Julliana menghela nafas pasrah. Julliana sebenarnya hanya ingin menjadi murid biasa yang tidak terlalu menarik perhatian. Namun, kini sepertinya ia harus beradaptasi pada suasana yag tidak pernah ia bayangkan. Semua ini karena lelaki menyebalkan bernama Jullian Raphael!

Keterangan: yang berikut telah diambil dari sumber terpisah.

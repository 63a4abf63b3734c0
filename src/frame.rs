//! Frame filename parsing and grouping-key derivation.
//!
//! The parser is the pluggable seam between raw arrival paths and the
//! display layer: swap in another [`FrameParser`] to support a different
//! filename convention without touching the worker or the executor.

use std::path::Path;

use serde::Serialize;

use crate::errors::FlowError;
use crate::types::{FrameId, GroupingKey};

/// Metadata parsed from one arrival filename.
#[derive(Clone, Debug, PartialEq, Eq, Serialize)]
pub struct FrameInfo {
    /// Canonical frame identifier (the filename stem).
    pub frame_id: FrameId,
    /// Three-letter instrument code, e.g. `IRC`.
    pub instrument: String,
    /// Frame-type letter, e.g. `A`.
    pub frame_type: char,
    /// Eight-digit frame number.
    pub number: u32,
}

/// Parses arrival paths into [`FrameInfo`] and derives display groupings.
pub trait FrameParser: Send + Sync {
    /// Parse domain metadata from `path`.
    fn parse(&self, path: &Path) -> Result<FrameInfo, FlowError>;

    /// Derive the display grouping key for a parsed frame.
    fn grouping_key(&self, frame: &FrameInfo) -> GroupingKey;
}

/// Default parser for the observatory filename convention:
/// three uppercase letters (instrument), one uppercase letter (frame type),
/// eight digits, with an optional `.fits`, `.fits.fz`, or `.fits.gz` suffix.
pub struct ObsFrameParser {
    multi_detector: Vec<String>,
}

impl ObsFrameParser {
    /// Create a parser; `multi_detector` lists instrument codes whose
    /// groupings are split per detector digit.
    pub fn new(multi_detector: Vec<String>) -> Self {
        Self { multi_detector }
    }
}

const FRAME_SUFFIXES: [&str; 3] = [".fits.fz", ".fits.gz", ".fits"];

fn frame_stem(file_name: &str) -> &str {
    for suffix in FRAME_SUFFIXES {
        if let Some(stem) = file_name.strip_suffix(suffix) {
            return stem;
        }
    }
    file_name
}

impl FrameParser for ObsFrameParser {
    fn parse(&self, path: &Path) -> Result<FrameInfo, FlowError> {
        let parse_err = |reason: &str| FlowError::Parse {
            item: path.display().to_string(),
            reason: reason.to_string(),
        };

        let file_name = path
            .file_name()
            .and_then(|name| name.to_str())
            .ok_or_else(|| parse_err("path has no usable file name"))?;
        let stem = frame_stem(file_name);

        if stem.len() != 12 || !stem.is_ascii() {
            return Err(parse_err("frame id must be 4 letters and 8 digits"));
        }
        let (code, digits) = stem.split_at(4);
        if !code.chars().all(|c| c.is_ascii_uppercase()) {
            return Err(parse_err("instrument code must be uppercase letters"));
        }
        // str::parse would also accept a leading '+'.
        if !digits.chars().all(|c| c.is_ascii_digit()) {
            return Err(parse_err("frame number must be 8 digits"));
        }
        let number: u32 = digits
            .parse()
            .map_err(|_| parse_err("frame number must be 8 digits"))?;

        let mut code_chars = code.chars();
        let instrument: String = code_chars.by_ref().take(3).collect();
        let frame_type = code_chars.next().unwrap_or('A');

        Ok(FrameInfo {
            frame_id: stem.to_string(),
            instrument,
            frame_type,
            number,
        })
    }

    fn grouping_key(&self, frame: &FrameInfo) -> GroupingKey {
        let base = format!("{}{}", frame.instrument, frame.frame_type);
        if self.multi_detector.iter().any(|ins| ins == &frame.instrument) {
            // Detector id lives in the last digit of the frame number.
            format!("{base}_{}", frame.number % 10)
        } else {
            base
        }
    }
}

#[cfg(test)]
mod tests {
    use super::*;
    use std::path::PathBuf;

    fn parser() -> ObsFrameParser {
        ObsFrameParser::new(vec!["MCS".to_string()])
    }

    #[test]
    fn parses_plain_and_compressed_names() {
        for name in [
            "IRCA00012345.fits",
            "IRCA00012345.fits.fz",
            "IRCA00012345.fits.gz",
            "IRCA00012345",
        ] {
            let info = parser().parse(&PathBuf::from(format!("/d/{name}"))).unwrap();
            assert_eq!(info.frame_id, "IRCA00012345");
            assert_eq!(info.instrument, "IRC");
            assert_eq!(info.frame_type, 'A');
            assert_eq!(info.number, 12345);
        }
    }

    #[test]
    fn rejects_malformed_names() {
        for name in [
            "notes.txt",
            "IRCA0001234.fits",   // seven digits
            "IRCA000123456.fits", // nine digits
            "irca00012345.fits",  // lowercase code
            "IRCAxxxxxxxx.fits",  // non-numeric
            "IRCA+1234567.fits",  // sign is not a digit
            "",
        ] {
            assert!(
                parser().parse(&PathBuf::from(format!("/d/{name}"))).is_err(),
                "expected parse failure for {name:?}"
            );
        }
    }

    #[test]
    fn grouping_splits_only_multi_detector_instruments() {
        let p = parser();
        let ircs = p.parse(&PathBuf::from("/d/IRCA00012345.fits")).unwrap();
        assert_eq!(p.grouping_key(&ircs), "IRCA");

        let mcs1 = p.parse(&PathBuf::from("/d/MCSA00012341.fits")).unwrap();
        let mcs2 = p.parse(&PathBuf::from("/d/MCSA00012342.fits")).unwrap();
        assert_eq!(p.grouping_key(&mcs1), "MCSA_1");
        assert_eq!(p.grouping_key(&mcs2), "MCSA_2");
    }
}
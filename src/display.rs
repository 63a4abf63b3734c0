//! Grouping and display-record state owned by the executor thread.
//!
//! Nothing outside the executor mutates this state directly; all changes
//! arrive as submitted tasks. Groupings are created lazily by key and live
//! for the process lifetime (no eviction).

use std::path::PathBuf;

use chrono::{DateTime, Utc};
use indexmap::IndexMap;
use tracing::debug;

use crate::types::{FrameId, GroupingKey};

/// One ingested frame as known to the display layer.
#[derive(Clone, Debug)]
pub struct DisplayRecord {
    /// Canonical frame identifier (dedup key within a grouping).
    pub frame_id: FrameId,
    /// Path the frame arrived from.
    pub source_path: PathBuf,
    /// Arrival timestamp carried over from the queue.
    pub received_at: DateTime<Utc>,
}

/// A logical display bucket holding records in insertion order.
#[derive(Default)]
pub struct Grouping {
    records: IndexMap<FrameId, DisplayRecord>,
}

impl Grouping {
    /// Whether `frame_id` is already present.
    pub fn contains(&self, frame_id: &str) -> bool {
        self.records.contains_key(frame_id)
    }

    /// Number of records in this grouping.
    pub fn len(&self) -> usize {
        self.records.len()
    }

    /// Returns `true` when the grouping holds no records.
    pub fn is_empty(&self) -> bool {
        self.records.is_empty()
    }

    /// Records in insertion order.
    pub fn records(&self) -> impl Iterator<Item = &DisplayRecord> {
        self.records.values()
    }
}

/// All groupings, keyed by their derived grouping key.
#[derive(Default)]
pub struct ViewerState {
    groupings: IndexMap<GroupingKey, Grouping>,
}

impl ViewerState {
    /// Create empty display state.
    pub fn new() -> Self {
        Self::default()
    }

    /// Create the grouping for `key` if absent, then add `record` unless a
    /// record with the same frame id is already present.
    ///
    /// Returns `true` when the record was inserted.
    pub fn insert_record(&mut self, key: &str, record: DisplayRecord) -> bool {
        let grouping = self.groupings.entry(key.to_string()).or_default();
        if grouping.contains(&record.frame_id) {
            debug!(grouping = key, frame = %record.frame_id, "frame already displayed, skipping");
            return false;
        }
        grouping.records.insert(record.frame_id.clone(), record);
        true
    }

    /// Look up a grouping by key.
    pub fn grouping(&self, key: &str) -> Option<&Grouping> {
        self.groupings.get(key)
    }

    /// Number of groupings created so far.
    pub fn grouping_count(&self) -> usize {
        self.groupings.len()
    }

    /// Total records across all groupings.
    pub fn record_count(&self) -> usize {
        self.groupings.values().map(Grouping::len).sum()
    }

    /// Grouping keys in creation order.
    pub fn grouping_keys(&self) -> impl Iterator<Item = &str> {
        self.groupings.keys().map(String::as_str)
    }
}
#![doc = include_str!("../README.md")]
#![warn(missing_docs)]

/// Arrival events and the FIFO queue between sources and the worker.
pub mod arrivals;
/// Console configuration, constructed once at startup.
pub mod config;
/// Console wiring and the start/stop lifecycle.
pub mod console;
/// Remote-command dispatch and the two-handle completion protocol.
pub mod dispatch;
/// Grouping and display-record state owned by the executor.
pub mod display;
/// The display-affinity executor thread.
pub mod executor;
/// Frame filename parsing and grouping-key derivation.
pub mod frame;
/// Operator identity resolution.
pub mod identity;
/// The queue-draining ingestion worker.
pub mod ingest;
/// Single-resolution deferred values.
pub mod promise;
/// Result publication to the pub/sub hub.
pub mod publish;
/// Change sources: filesystem watcher and record-stream reader.
pub mod source;
/// Shared type aliases.
pub mod types;

mod errors;

pub use arrivals::{ArrivalEvent, ArrivalQueue};
pub use config::ConsoleConfig;
pub use console::{AnalysisConsole, Lifecycle};
pub use dispatch::{CallContext, CallOutcome, CommandDispatcher, DispatchStatus, MethodTable};
pub use display::{DisplayRecord, Grouping, ViewerState};
pub use errors::FlowError;
pub use executor::{DisplayExecutor, DisplaySubmitter};
pub use frame::{FrameInfo, FrameParser, ObsFrameParser};
pub use identity::OperatorId;
pub use ingest::IngestionWorker;
pub use promise::Deferred;
pub use publish::{MemoryHub, PublishedRecord, ResultFields, ResultHub, ResultPublisher};
pub use source::{ChangeSource, DirectoryWatcher, RecordStream};
pub use types::{CallTag, ChannelName, FrameId, GroupingKey, MethodName};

Julliana juga tidak ingin menarik mengingat nama lelaki itu, mengingat dia adalah orang yang sulit mengingat nama orang lain. Namun sepertinya kaii ini cukup sulit mengingat Julliana sudah menghafalnya di luar kepala.
"Julliana Resta!" Teriakan Rachel membuat Julliana terperanjat. "Kenapa kau harus berteriak."
"Sekarang jawab apa yang aku tanya, jika kau mendengarnya." Julliana sebenarnya tidak benar - benar mendengar apa yang Rachel katakan. Ia sedikit merasa bersalah karena terlalu sibuk dengan pikirannya.
"Baiklah." Apapun itu, setujui saja.
"Benar ya?! Kau mau menjadi chairmateku?!" Julliana kini mengerti apa yang ditanyakan Rachel padanya.
"Tak masalah." Teriakan senang Rachel dan pelukannya yang kencang di leher Julliana membuatnya sedikit kesakitan. Namun melihat senyum cerah dan kegembiraan wanita ini membuat Julliana membalas pelukannya dan ikut melompat lompat kecil bersama.
***
Selama kelasnya, sebenarnya pembelajaran resmi masih bekum dimulai. Wali kelasnya hanya menjelaskan metode pembelajaan yang berbeda para guru yang akan mengajar di kelasnya dan proses pembelajaran yang lebih kompleks daripada saat masa orientasi lalu.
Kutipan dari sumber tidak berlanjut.